Monday’s sunshine boosted temperatures into the 60s and 70s during the afternoon and similar temperatures are expected today.
As the rule through the warmer months, temperatures are lower along the shores of the Great Lakes.
Thunderstorms that erupted on Sunday deposited generous rainfall on parts of western Wisconsin. Eau Claire picked up an inch of much needed moisture. Hudson was doused with 1.9 inches of rain in less than a half hour.
You can see where the shortfall of precipitation is of concern to the agricultural community heading into the growing season.
The Twin Cities National Weather Service has posted the reports they received on Sunday of hail that moved through east central Minnesota and western Wisconsin.
Hail of up to 1.5 inches in diameter pelted Chaska, Minn., and parts of north Minneapolis.

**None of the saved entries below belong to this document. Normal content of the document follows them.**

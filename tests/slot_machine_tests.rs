use appointment_dm::grammar::{GrammarResolver, Lexicon};
use appointment_dm::kernel::event::{Entity, NluResult, Recognition};
use appointment_dm::kernel::machine::{
    interpret, DialogueState, Interpretation, MachineEvent, Phase, RetryCause, SlotMachine, Stage,
};
use appointment_dm::kernel::scheduler::{self, EntryAction};
use appointment_dm::kernel::state::{SessionContext, SessionDelta, SlotValue};

const ALL_STAGES: [Stage; 5] = [Stage::Person, Stage::Day, Stage::FullDay, Stage::Time, Stage::Confirm];

fn heard(ctx: &SessionContext, utterance: &str) -> SessionContext {
    let mut ctx = ctx.clone();
    ctx.reduce(SessionDelta::RecordRecognition(Recognition::new(utterance)));
    ctx
}

fn listening(stage: Stage) -> DialogueState {
    DialogueState::collecting(stage, Phase::Listening)
}

#[test]
fn test_resolvable_utterance_advances_to_next_stage() {
    let machine = SlotMachine::default();
    let lexicon = Lexicon::builtin();
    let ctx = SessionContext::new(0.6, 0.6);

    let cases = [
        (Stage::Person, "vlad", Stage::Day),
        (Stage::Day, "monday", Stage::FullDay),
        (Stage::FullDay, "no", Stage::Time),
        (Stage::FullDay, "sure", Stage::Confirm),
        (Stage::Time, "10", Stage::Confirm),
    ];

    for (stage, utterance, expected) in cases {
        let step = machine
            .advance(listening(stage), MachineEvent::ListenCompleted, &heard(&ctx, utterance), &lexicon)
            .expect("listen completion is valid while listening");
        assert_eq!(step.state, DialogueState::collecting(expected, Phase::Prompt), "{stage:?} / {utterance}");
        assert!(step.context.last_recognition().is_none(), "recognition is consumed");
        assert!(matches!(step.entry, Some(EntryAction::Speak(_))));
    }
}

#[test]
fn test_unknown_utterance_retries_without_touching_slots() {
    let machine = SlotMachine::default();
    let lexicon = Lexicon::builtin();
    let mut ctx = SessionContext::new(0.6, 0.6);
    ctx.apply(SlotValue::Person("Victoria Daniilidou".into()));
    ctx.apply(SlotValue::Day("today".into()));

    for stage in ALL_STAGES {
        for utterance in ["bob", "the day after", ""] {
            assert!(!lexicon.is_known_utterance(utterance));
            let step = machine
                .advance(listening(stage), MachineEvent::ListenCompleted, &heard(&ctx, utterance), &lexicon)
                .unwrap();
            assert_eq!(step.state, DialogueState::collecting(stage, Phase::Retry(RetryCause::NotUnderstood)));
            assert_eq!(step.context.appointment(), ctx.appointment());
            assert_eq!(step.context.retries(stage), 1);
            assert_eq!(step.entry, Some(EntryAction::Speak(scheduler::NOT_UNDERSTOOD.to_string())));
        }
    }
}

#[test]
fn test_known_word_of_the_wrong_type_is_not_understood() {
    let machine = SlotMachine::default();
    let lexicon = Lexicon::builtin();
    let ctx = SessionContext::new(0.6, 0.6);

    // "monday" is in the grammar, but Person only asks the person resolver
    let step = machine
        .advance(listening(Stage::Person), MachineEvent::ListenCompleted, &heard(&ctx, "monday"), &lexicon)
        .unwrap();
    assert_eq!(step.state, DialogueState::collecting(Stage::Person, Phase::Retry(RetryCause::NotUnderstood)));
    assert!(step.context.appointment().person.is_none());
}

#[test]
fn test_no_input_retries_with_distinct_message() {
    let machine = SlotMachine::default();
    let lexicon = Lexicon::builtin();
    let ctx = SessionContext::new(0.6, 0.6);

    let step = machine
        .advance(listening(Stage::Person), MachineEvent::ListenCompleted, &ctx, &lexicon)
        .unwrap();
    assert_eq!(step.state, DialogueState::collecting(Stage::Person, Phase::Retry(RetryCause::NoInput)));
    assert_eq!(step.entry, Some(EntryAction::Speak("I did not hear you.".to_string())));

    let step = machine
        .advance(listening(Stage::Person), MachineEvent::ListenCompleted, &heard(&ctx, "bob"), &lexicon)
        .unwrap();
    assert_eq!(step.entry, Some(EntryAction::Speak("I can't hear you.".to_string())));
}

#[test]
fn test_retry_loops_back_to_prompt_and_success_clears_counter() {
    let machine = SlotMachine::default();
    let lexicon = Lexicon::builtin();
    let ctx = SessionContext::new(0.6, 0.6);

    let retry = machine
        .advance(listening(Stage::Day), MachineEvent::ListenCompleted, &ctx, &lexicon)
        .unwrap();
    let again = machine
        .advance(retry.state, MachineEvent::SpeechCompleted, &retry.context, &lexicon)
        .unwrap();
    assert_eq!(again.state, DialogueState::collecting(Stage::Day, Phase::Prompt));
    assert_eq!(again.entry, Some(EntryAction::Speak(scheduler::ASK_DAY.to_string())));
    assert_eq!(again.context.retries(Stage::Day), 1);

    let ok = machine
        .advance(listening(Stage::Day), MachineEvent::ListenCompleted, &heard(&again.context, "tuesday"), &lexicon)
        .unwrap();
    assert_eq!(ok.context.retries(Stage::Day), 0);
    assert_eq!(ok.context.appointment().day.as_deref(), Some("Tuesday"));
}

#[test]
fn test_full_day_yes_skips_time_and_omits_it_from_confirmation() {
    let machine = SlotMachine::default();
    let lexicon = Lexicon::builtin();
    let mut ctx = SessionContext::new(0.6, 0.6);
    ctx.apply(SlotValue::Person("Nayat Astaiza Soriano".into()));
    ctx.apply(SlotValue::Day("tomorrow".into()));

    let step = machine
        .advance(listening(Stage::FullDay), MachineEvent::ListenCompleted, &heard(&ctx, "yes"), &lexicon)
        .unwrap();
    assert_eq!(step.state, DialogueState::collecting(Stage::Confirm, Phase::Prompt));
    assert_eq!(step.context.appointment().full_day, Some(true));
    assert_eq!(
        step.entry,
        Some(EntryAction::Speak(
            "Do you want me to create an appointment with Nayat Astaiza Soriano on tomorrow for the whole day?"
                .to_string()
        ))
    );
}

#[test]
fn test_full_day_no_goes_through_time() {
    let machine = SlotMachine::default();
    let lexicon = Lexicon::builtin();
    let mut ctx = SessionContext::new(0.6, 0.6);
    ctx.apply(SlotValue::Person("Vladislav Maraev".into()));
    ctx.apply(SlotValue::Day("Monday".into()));

    let step = machine
        .advance(listening(Stage::FullDay), MachineEvent::ListenCompleted, &heard(&ctx, "nope"), &lexicon)
        .unwrap();
    assert_eq!(step.state, DialogueState::collecting(Stage::Time, Phase::Prompt));
    assert_eq!(step.context.appointment().full_day, Some(false));

    let step = machine
        .advance(listening(Stage::Time), MachineEvent::ListenCompleted, &heard(&step.context, "2 pm"), &lexicon)
        .unwrap();
    assert_eq!(
        step.entry,
        Some(EntryAction::Speak(
            "Do you want me to create an appointment with Vladislav Maraev on Monday at 14:00?".to_string()
        ))
    );
}

#[test]
fn test_decline_at_confirm_clears_everything_and_restarts_at_person() {
    let machine = SlotMachine::default();
    let lexicon = Lexicon::builtin();
    let mut ctx = SessionContext::new(0.6, 0.6);
    ctx.apply(SlotValue::Person("Vladislav Maraev".into()));
    ctx.apply(SlotValue::Day("Monday".into()));
    ctx.apply(SlotValue::FullDay(false));
    ctx.apply(SlotValue::Time("10:00".into()));

    let back = machine
        .advance(listening(Stage::Confirm), MachineEvent::ListenCompleted, &heard(&ctx, "no way"), &lexicon)
        .unwrap();
    assert_eq!(back.state, DialogueState::Back);
    assert!(back.context.appointment().is_empty());

    let restart = machine
        .advance(back.state, MachineEvent::SpeechCompleted, &back.context, &lexicon)
        .unwrap();
    assert_eq!(restart.state, DialogueState::collecting(Stage::Person, Phase::Prompt));
    assert_eq!(restart.entry, Some(EntryAction::Speak(scheduler::ASK_PERSON.to_string())));
}

#[test]
fn test_confirm_accept_goes_to_success_then_completed() {
    let machine = SlotMachine::default();
    let lexicon = Lexicon::builtin();
    let ctx = SessionContext::new(0.6, 0.6);

    let success = machine
        .advance(listening(Stage::Confirm), MachineEvent::ListenCompleted, &heard(&ctx, "absolutely"), &lexicon)
        .unwrap();
    assert_eq!(success.state, DialogueState::Success);
    assert_eq!(success.entry, Some(EntryAction::Speak(scheduler::CREATED.to_string())));

    let done = machine
        .advance(success.state, MachineEvent::SpeechCompleted, &success.context, &lexicon)
        .unwrap();
    assert_eq!(done.state, DialogueState::Completed);
    assert_eq!(done.entry, None);
}

#[test]
fn test_confirm_with_slot_word_retries() {
    let machine = SlotMachine::default();
    let lexicon = Lexicon::builtin();
    let ctx = SessionContext::new(0.6, 0.6);

    // Known to the grammar, but not a yes/no answer
    let step = machine
        .advance(listening(Stage::Confirm), MachineEvent::ListenCompleted, &heard(&ctx, "tuesday"), &lexicon)
        .unwrap();
    assert_eq!(step.state, DialogueState::collecting(Stage::Confirm, Phase::Retry(RetryCause::NotUnderstood)));
}

#[test]
fn test_ambiguous_token_is_read_as_the_active_stage_type() {
    let machine = SlotMachine::default();
    let lexicon = Lexicon::from_json_str(
        r#"{
            "entries": { "sure": { "day": "Saturday" } },
            "decisions": { "sure": "yes" }
        }"#,
    )
    .unwrap();
    let ctx = SessionContext::new(0.6, 0.6);

    let at_day = machine
        .advance(listening(Stage::Day), MachineEvent::ListenCompleted, &heard(&ctx, "sure"), &lexicon)
        .unwrap();
    assert_eq!(at_day.context.appointment().day.as_deref(), Some("Saturday"));
    assert_eq!(at_day.context.appointment().full_day, None);

    let at_full_day = machine
        .advance(listening(Stage::FullDay), MachineEvent::ListenCompleted, &heard(&ctx, "sure"), &lexicon)
        .unwrap();
    assert_eq!(at_full_day.context.appointment().full_day, Some(true));
    assert_eq!(at_full_day.context.appointment().day, None);
}

#[test]
fn test_help_detour_resumes_same_stage() {
    let machine = SlotMachine::default();
    let lexicon = Lexicon::builtin();
    let mut ctx = SessionContext::new(0.6, 0.6);
    ctx.apply(SlotValue::Person("Gong tianyi".into()));

    let help = machine
        .advance(listening(Stage::Day), MachineEvent::ListenCompleted, &heard(&ctx, "help"), &lexicon)
        .unwrap();
    assert_eq!(help.state, DialogueState::Help { stage: Stage::Day });
    assert_eq!(help.context.history(), Some(Stage::Day));
    assert_eq!(help.context.retries(Stage::Day), 0);
    assert_eq!(help.context.appointment(), ctx.appointment());

    let resumed = machine
        .advance(help.state, MachineEvent::SpeechCompleted, &help.context, &lexicon)
        .unwrap();
    assert_eq!(resumed.state, DialogueState::collecting(Stage::Day, Phase::Prompt));
}

#[test]
fn test_retry_budget_abandons_when_configured() {
    let machine = SlotMachine::new(Some(2));
    let lexicon = Lexicon::builtin();
    let mut ctx = SessionContext::new(0.6, 0.6);
    ctx.apply(SlotValue::Person("Vladislav Maraev".into()));

    let mut state = listening(Stage::Day);
    for attempt in 1..=2 {
        let step = machine.advance(state, MachineEvent::ListenCompleted, &ctx, &lexicon).unwrap();
        assert_eq!(step.state, DialogueState::collecting(Stage::Day, Phase::Retry(RetryCause::NoInput)));
        assert_eq!(step.context.retries(Stage::Day), attempt);
        ctx = step.context;
        state = listening(Stage::Day);
    }

    let step = machine.advance(state, MachineEvent::ListenCompleted, &ctx, &lexicon).unwrap();
    assert_eq!(step.state, DialogueState::Abandoned);
    assert!(step.context.appointment().is_empty());

    let idle = machine
        .advance(step.state, MachineEvent::SpeechCompleted, &step.context, &lexicon)
        .unwrap();
    assert_eq!(idle.state, DialogueState::WaitToStart);
}

#[test]
fn test_unlimited_retries_by_default() {
    let machine = SlotMachine::default();
    let lexicon = Lexicon::builtin();
    let mut ctx = SessionContext::new(0.6, 0.6);

    for _ in 0..50 {
        let step = machine
            .advance(listening(Stage::Time), MachineEvent::ListenCompleted, &ctx, &lexicon)
            .unwrap();
        assert_ne!(step.state, DialogueState::Abandoned);
        ctx = step.context;
    }
    assert_eq!(ctx.retries(Stage::Time), 50);
}

#[test]
fn test_invalid_events_are_ignored() {
    let machine = SlotMachine::default();
    let lexicon = Lexicon::builtin();
    let ctx = SessionContext::new(0.6, 0.6);

    assert!(machine.advance(DialogueState::Prepare, MachineEvent::Start, &ctx, &lexicon).is_none());
    assert!(machine.advance(DialogueState::WaitToStart, MachineEvent::SpeechCompleted, &ctx, &lexicon).is_none());
    assert!(machine.advance(DialogueState::Completed, MachineEvent::ListenCompleted, &ctx, &lexicon).is_none());
    assert!(machine
        .advance(listening(Stage::Person), MachineEvent::SpeechCompleted, &ctx, &lexicon)
        .is_none());
    assert!(machine
        .advance(DialogueState::collecting(Stage::Person, Phase::Prompt), MachineEvent::ListenCompleted, &ctx, &lexicon)
        .is_none());
}

#[test]
fn test_nlu_entities_fill_slot_when_confident() {
    let lexicon = Lexicon::builtin();
    let nlu = NluResult {
        top_intent: "create a meeting".into(),
        confidence: 0.9,
        entities: vec![Entity {
            category: "person".into(),
            text: "Vlad".into(),
        }],
    };
    let recognition = Recognition::new("I want to meet vlad").with_nlu(nlu.clone());

    assert_eq!(
        interpret(Stage::Person, &recognition, 0.6, &lexicon),
        Some(Interpretation::Value(SlotValue::Person("Vladislav Maraev".into())))
    );
    // Entities only count for their own category
    assert_eq!(interpret(Stage::Day, &recognition, 0.6, &lexicon), None);

    let unsure = Recognition::new("I want to meet vlad").with_nlu(NluResult { confidence: 0.3, ..nlu });
    assert_eq!(interpret(Stage::Person, &unsure, 0.6, &lexicon), None);
}
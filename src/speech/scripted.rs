use std::collections::VecDeque;
use std::sync::{Arc, Mutex};

use tokio::sync::mpsc;
use tracing::debug;

use super::SpeechCollaborator;
use crate::error::DialogueError;
use crate::kernel::event::{Event, Recognition, TurnId};

/// One scripted answer to a listen directive.
#[derive(Debug, Clone, PartialEq)]
pub enum ScriptLine {
    Say(Recognition),
    Silence,
}

impl ScriptLine {
    pub fn say(utterance: &str) -> Self {
        ScriptLine::Say(Recognition::new(utterance))
    }
}

/// Everything the system said, in order.
pub type Transcript = Arc<Mutex<Vec<String>>>;

/// Deterministic collaborator: speaking completes instantly and every listen
/// consumes the next script line. An exhausted script behaves like silence.
pub struct ScriptedSpeech {
    events: mpsc::Sender<Event>,
    script: VecDeque<ScriptLine>,
    transcript: Transcript,
}

impl ScriptedSpeech {
    pub fn new(events: mpsc::Sender<Event>, script: impl IntoIterator<Item = ScriptLine>) -> Self {
        Self {
            events,
            script: script.into_iter().collect(),
            transcript: Arc::new(Mutex::new(Vec::new())),
        }
    }

    pub fn transcript(&self) -> Transcript {
        Arc::clone(&self.transcript)
    }

    pub fn remaining(&self) -> usize {
        self.script.len()
    }

    fn report(&self, event: Event) -> Result<(), DialogueError> {
        self.events
            .try_send(event)
            .map_err(|e| DialogueError::Collaborator(e.to_string()))
    }
}

impl SpeechCollaborator for ScriptedSpeech {
    fn prepare(&mut self) -> Result<(), DialogueError> {
        self.report(Event::Ready)
    }

    fn speak(&mut self, turn: TurnId, text: &str) -> Result<(), DialogueError> {
        debug!(?turn, text, "Scripted TTS");
        if let Ok(mut spoken) = self.transcript.lock() {
            spoken.push(text.to_string());
        }
        self.report(Event::SpeechCompleted { turn })
    }

    fn listen(&mut self, turn: TurnId, _use_nlu: bool) -> Result<(), DialogueError> {
        match self.script.pop_front() {
            Some(ScriptLine::Say(recognition)) => {
                debug!(?turn, utterance = %recognition.utterance, "Scripted ASR");
                self.report(Event::Recognized { turn, recognition })
            }
            Some(ScriptLine::Silence) | None => self.report(Event::NoInput { turn }),
        }
    }

    fn cancel(&mut self) -> Result<(), DialogueError> {
        // Nothing is ever in flight
        Ok(())
    }
}
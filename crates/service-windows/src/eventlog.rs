//! Application event-log source registration.

use std::iter;

use tracing::debug;
use windows::core::PCWSTR;
use windows::Win32::Foundation::{ERROR_FILE_NOT_FOUND, WIN32_ERROR};
use windows::Win32::System::Registry::{
    RegCloseKey, RegCreateKeyExW, RegDeleteTreeW, RegSetValueExW, HKEY, HKEY_LOCAL_MACHINE,
    KEY_SET_VALUE, REG_DWORD, REG_EXPAND_SZ, REG_OPTION_NON_VOLATILE,
};

use service_platform::{Result, ServiceError};

const APPLICATION_LOG: &str = r"SYSTEM\CurrentControlSet\Services\EventLog\Application";
const MESSAGE_FILE: &str = r"%SystemRoot%\System32\EventCreate.exe";
// error | warning | information
const TYPES_SUPPORTED: u32 = 7;

fn wide(s: &str) -> Vec<u16> {
    s.encode_utf16().chain(iter::once(0)).collect()
}

fn source_key(name: &str) -> Vec<u16> {
    wide(&format!(r"{}\{}", APPLICATION_LOG, name))
}

fn check(call: &str, status: WIN32_ERROR) -> Result<()> {
    status.ok().map_err(|e| ServiceError::invocation(call, e))
}

pub fn register_source(name: &str) -> Result<()> {
    let subkey = source_key(name);
    let mut key = HKEY::default();
    check("RegCreateKeyExW", unsafe {
        RegCreateKeyExW(
            HKEY_LOCAL_MACHINE,
            PCWSTR(subkey.as_ptr()),
            0,
            PCWSTR::null(),
            REG_OPTION_NON_VOLATILE,
            KEY_SET_VALUE,
            None,
            &mut key,
            None,
        )
    })?;

    let written = set_values(key);
    let _ = unsafe { RegCloseKey(key) };
    if written.is_ok() {
        debug!("registered event source {}", name);
    }
    written
}

fn set_values(key: HKEY) -> Result<()> {
    let file: Vec<u8> = wide(MESSAGE_FILE)
        .into_iter()
        .flat_map(u16::to_le_bytes)
        .collect();
    let file_value = wide("EventMessageFile");
    let types_value = wide("TypesSupported");

    check("RegSetValueExW EventMessageFile", unsafe {
        RegSetValueExW(key, PCWSTR(file_value.as_ptr()), 0, REG_EXPAND_SZ, Some(&file))
    })?;
    check("RegSetValueExW TypesSupported", unsafe {
        RegSetValueExW(
            key,
            PCWSTR(types_value.as_ptr()),
            0,
            REG_DWORD,
            Some(&TYPES_SUPPORTED.to_le_bytes()),
        )
    })
}

/// Remove the source. A source that was never registered is not an error.
pub fn remove_source(name: &str) -> Result<()> {
    let subkey = source_key(name);
    let status = unsafe { RegDeleteTreeW(HKEY_LOCAL_MACHINE, PCWSTR(subkey.as_ptr())) };
    if status == ERROR_FILE_NOT_FOUND {
        debug!("event source {} not registered", name);
        return Ok(());
    }
    check("RegDeleteTreeW", status)
}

How do you react to severe weather warnings?
Social scientists have studied people’s responses to weather warnings during major severe weather events. They have concluded there is a general process, but a variety of responses.
Hear: Receive an announcement/broadcast/alert that a storm is imminent.
Understand: Process the information with some attention to details (strong winds, hail, possible tornado).
Personalize: This storm is headed for my location.
Respond: Take shelter or wait and see how bad it gets.
In many cases the response is based on previous experience, i.e., last week the storm didn’t affect me, so no need to seek shelter. In some cases, people seek shelter by direction of others.
What I have seen in my weather career is that listeners need to confirm the storm warning from multiple sources (switching the dial, using different apps) or actually observe the storm before moving to safety.
As we move through severe weather season assume personal responsibility for your safety and then pick it up a notch by educating others who may be unaware of the approaching storm.
The best chance for showers and scattered thunderstorms appears to arrive Wednesday and Wednesday night. Currently, the intensity of the storms is expected to remain below severe limits (1 inch diameter hail/wind gusts to 58 miles per hour or greater).